I've NEVER claimed a position of "I've got the right answers and interpretations about the Bible....so follow me everyone!" No, as an Existentialist and one who borrows the Philosophical Hermeneutics praxis,
I'm here to 'test' epistemic positions and to vet them out and, if needed, pare them away, burn them away and tear them down---
not to build them up (again, epistemologically speaking, that is!)
No, the so-called "proving" I leave to the rest of you, on all sides, to 'do.' I'm just here as a kind of theological referee. Are you starting to get the picture yet after all this time? I'm starting to wonder when you'll
finally 'interpret' ME correctly, let alone something like a random religious book.
It's almost like everyone expects me to be the usual
Foundationalist/Evidentialist Superman with the red cape and all, and everyone sees that I do have a red cape from somewhere behind me.
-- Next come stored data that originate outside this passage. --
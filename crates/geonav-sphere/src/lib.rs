#![warn(missing_docs)]

//! Spherical shell solid for geonav.
//!
//! The shell is the region `rmin <= r <= rmax`, optionally restricted to a
//! polar band `theta1 <= theta <= theta2` and an azimuthal wedge running
//! counter-clockwise from `phi1` to `phi2`. Angles are in degrees.
//!
//! # Architecture
//!
//! - [`SphereParams`] - Validated dimensions and derived flags
//! - [`contains`] - Point classification with selectable constraints
//! - [`compute_bounding_box`] - Axis-aligned bounds
//! - [`entry`] / [`exit`] - Ray searches into and out of the shell
//! - [`safety`] - Conservative distance-to-boundary estimates
//! - [`Sphere`] - The shape, implementing [`geonav_solid::Solid`]
//!
//! # Example
//!
//! ```
//! use geonav_math::{Dir3, Point3, Vec3, BIG};
//! use geonav_solid::{QueryMode, Solid};
//! use geonav_sphere::Sphere;
//!
//! let shell = Sphere::from_slice(&[0.0, 10.0]).unwrap();
//! let down = Dir3::new_normalize(Vec3::new(0.0, 0.0, -1.0));
//! let hit = shell.dist_to_in(&Point3::new(0.0, 0.0, 20.0), &down, QueryMode::Unconditional, BIG);
//! assert!((hit.distance - 10.0).abs() < 1e-12);
//! ```

mod bbox;
pub mod contains;
pub mod entry;
pub mod exit;
mod params;
pub mod safety;
mod shape;

pub use bbox::compute_bounding_box;
pub use contains::{is_inside, Checks};
pub use params::{SphereDimensions, SphereParams};
pub use shape::Sphere;

#[cfg(test)]
mod tests {
    //! Sampled properties over a spread of shell configurations.

    use super::*;
    use geonav_math::{Dir3, Point3, Vec3, BIG};
    use geonav_solid::{QueryMode, Solid};
    use rand::rngs::StdRng;
    use rand::{Rng, SeedableRng};

    fn configs() -> Vec<Sphere> {
        [
            vec![0.0, 10.0],
            vec![5.0, 10.0],
            vec![0.0, 10.0, 30.0, 150.0],
            vec![2.0, 10.0, 0.0, 90.0],
            vec![2.0, 10.0, 90.0, 180.0, 0.0, 90.0],
            vec![3.0, 10.0, 20.0, 70.0, 0.0, 90.0],
            vec![0.0, 10.0, 0.0, 180.0, 0.0, 270.0],
            vec![4.0, 10.0, 40.0, 120.0, 300.0, 60.0],
            vec![1.0, 10.0, 100.0, 170.0, 45.0, 300.0],
        ]
        .iter()
        .map(|v| Sphere::from_slice(v).unwrap())
        .collect()
    }

    fn random_dir(rng: &mut StdRng) -> Dir3 {
        loop {
            let v = Vec3::new(
                rng.gen_range(-1.0..1.0),
                rng.gen_range(-1.0..1.0),
                rng.gen_range(-1.0..1.0),
            );
            let n2 = v.norm_squared();
            if n2 > 1e-3 && n2 <= 1.0 {
                return Dir3::new_normalize(v);
            }
        }
    }

    fn random_point(rng: &mut StdRng, half: f64) -> Point3 {
        Point3::new(
            rng.gen_range(-half..half),
            rng.gen_range(-half..half),
            rng.gen_range(-half..half),
        )
    }

    fn random_inside(rng: &mut StdRng, shape: &Sphere) -> Point3 {
        let b = shape.bounding_box();
        loop {
            let (lo, hi) = (b.min(), b.max());
            let p = Point3::new(
                rng.gen_range(lo.x..=hi.x),
                rng.gen_range(lo.y..=hi.y),
                rng.gen_range(lo.z..=hi.z),
            );
            if shape.contains(&p) {
                return p;
            }
        }
    }

    fn random_outside(rng: &mut StdRng, shape: &Sphere) -> Point3 {
        let half = 1.5 * shape.params().rmax();
        loop {
            let p = random_point(rng, half);
            if !shape.contains(&p) {
                return p;
            }
        }
    }

    /// Points on every face of the shell, on a regular angular/radial grid.
    fn boundary_samples(p: &SphereParams) -> Vec<Point3> {
        const N: usize = 24;
        let lerp = |a: f64, b: f64, i: usize| a + (b - a) * i as f64 / (N - 1) as f64;
        let at = |r: f64, theta: f64, phi: f64| {
            let (st, ct) = theta.to_radians().sin_cos();
            let (sp, cp) = phi.to_radians().sin_cos();
            Point3::new(r * st * cp, r * st * sp, r * ct)
        };
        let (phi1, phi2) = (p.phi1(), p.phi1() + p.dphi());
        let mut out = Vec::new();

        let mut radii = vec![p.rmax()];
        if p.has_inner_radius() {
            radii.push(p.rmin());
        }
        for &r in &radii {
            for i in 0..N {
                for j in 0..N {
                    out.push(at(r, lerp(p.theta1(), p.theta2(), i), lerp(phi1, phi2, j)));
                }
            }
        }

        let mut thetas = Vec::new();
        if p.has_theta1_surface() {
            thetas.push(p.theta1());
        }
        if p.has_theta2_surface() {
            thetas.push(p.theta2());
        }
        for &t in &thetas {
            for i in 0..N {
                for j in 0..N {
                    out.push(at(lerp(p.rmin(), p.rmax(), i), t, lerp(phi1, phi2, j)));
                }
            }
        }

        if p.has_phi_cut() {
            for phi in [phi1, phi2] {
                for i in 0..N {
                    for j in 0..N {
                        out.push(at(lerp(p.rmin(), p.rmax(), i), lerp(p.theta1(), p.theta2(), j), phi));
                    }
                }
            }
        }
        out
    }

    #[test]
    fn test_safety_bounded_by_exit_distance() {
        let mut rng = StdRng::seed_from_u64(11);
        for shape in configs() {
            for _ in 0..300 {
                let p = random_inside(&mut rng, &shape);
                let d = random_dir(&mut rng);
                let exit = shape.dist_to_out(&p, &d, QueryMode::Unconditional, BIG);
                assert!(exit.is_hit(), "no exit from {p:?} in {shape}");
                let safety = shape.safety(&p);
                assert!(
                    safety <= exit.distance + 1e-9,
                    "safety {safety} > exit {} at {p:?} dir {d:?} in {shape}",
                    exit.distance
                );
            }
        }
    }

    #[test]
    fn test_exit_path_stays_inside() {
        let mut rng = StdRng::seed_from_u64(12);
        for shape in configs() {
            for _ in 0..300 {
                let p = random_inside(&mut rng, &shape);
                let d = random_dir(&mut rng);
                let exit = shape.dist_to_out(&p, &d, QueryMode::Unconditional, BIG);
                for k in 0..40 {
                    let q = p + d.as_ref() * (exit.distance * k as f64 / 40.0);
                    assert!(shape.contains(&q), "left early at {q:?} from {p:?} in {shape}");
                }
                let end = p + d.as_ref() * exit.distance;
                assert!(shape.safety(&end) < 1e-6, "exit point {end:?} not on boundary in {shape}");
                let n = exit.normal.expect("exit normal");
                assert!(n.dot(d.as_ref()) >= -1e-6, "inward normal {n:?} for dir {d:?} in {shape}");
            }
        }
    }

    #[test]
    fn test_entry_lands_on_boundary() {
        let mut rng = StdRng::seed_from_u64(13);
        for shape in configs() {
            for _ in 0..300 {
                let p = random_outside(&mut rng, &shape);
                let target = random_inside(&mut rng, &shape);
                let d = Dir3::new_normalize(target - p);
                let entry = shape.dist_to_in(&p, &d, QueryMode::Unconditional, BIG);
                assert!(
                    entry.distance <= (target - p).norm() + 1e-9,
                    "entry {} beyond inside point {target:?} from {p:?} in {shape}",
                    entry.distance
                );
                for k in 0..40 {
                    let q = p + d.as_ref() * (entry.distance * k as f64 / 40.0);
                    assert!(!shape.contains(&q), "inside point {q:?} before entry from {p:?} in {shape}");
                }
                let hit = p + d.as_ref() * entry.distance;
                assert!(shape.safety(&hit) < 1e-6, "entry point {hit:?} not on boundary in {shape}");
            }
        }
    }

    #[test]
    fn test_missed_rays_stay_outside() {
        let mut rng = StdRng::seed_from_u64(14);
        let mut misses = 0;
        for shape in configs() {
            let reach = 6.0 * shape.params().rmax();
            for _ in 0..300 {
                let p = random_outside(&mut rng, &shape);
                let d = random_dir(&mut rng);
                let entry = shape.dist_to_in(&p, &d, QueryMode::Unconditional, BIG);
                if entry.is_hit() {
                    continue;
                }
                misses += 1;
                for k in 0..400 {
                    let q = p + d.as_ref() * (reach * k as f64 / 400.0);
                    assert!(!shape.contains(&q), "missed ray from {p:?} passes {q:?} in {shape}");
                }
            }
        }
        assert!(misses > 0);
    }

    #[test]
    fn test_safety_never_exceeds_sampled_boundary_distance() {
        let mut rng = StdRng::seed_from_u64(15);
        for shape in configs() {
            let samples = boundary_samples(shape.params());
            for _ in 0..120 {
                let p = random_point(&mut rng, 1.5 * shape.params().rmax());
                let nearest = samples
                    .iter()
                    .map(|q| (q - p).norm())
                    .fold(f64::INFINITY, f64::min);
                let safety = shape.safety(&p);
                assert!(
                    safety <= nearest + 1e-9,
                    "safety {safety} > sampled {nearest} at {p:?} in {shape}"
                );
            }
        }
    }

    #[test]
    fn test_reflex_and_wrapping_wedges_round_trip() {
        // Enter then leave along the same line through wide and wrapping wedges
        for v in [[0.0, 10.0, 0.0, 180.0, 0.0, 270.0], [0.0, 10.0, 0.0, 180.0, 300.0, 60.0]] {
            let shape = Sphere::from_slice(&v).unwrap();
            let p = Point3::new(20.0, 0.5, 0.3);
            let d = Dir3::new_normalize(Vec3::new(-1.0, 0.0, 0.0));
            let entry = shape.dist_to_in(&p, &d, QueryMode::Unconditional, BIG);
            assert!(entry.is_hit());
            let inside = p + d.as_ref() * (entry.distance + 1e-6);
            assert!(shape.contains(&inside));
            let exit = shape.dist_to_out(&inside, &d, QueryMode::Unconditional, BIG);
            assert!(exit.is_hit());
            assert!(exit.distance > 1.0);
        }
    }
}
But then when I turn around, everyone is epistemically confused about "what I'm trying to say" because what and who I actually am sounds and looks instead .... rather "Strange" to them; and they dare to tell me, "Oh, you're not Superman!" And I say, again, and again, "I never claimed to be Superman." Hence, I'm a Critical Realist, not a Direct Realist, especially when it comes to matters of religion. I'm not a Foundationalist either. Nor, when it comes to religion, am I REALLY of any particular epistemic view; hence, this is why I state that I'm an Existentialist---but then everyone scratches their heads, and I at that point always say, "Engage!"
But, uhhhhhhhhhhh, what does THAT mean?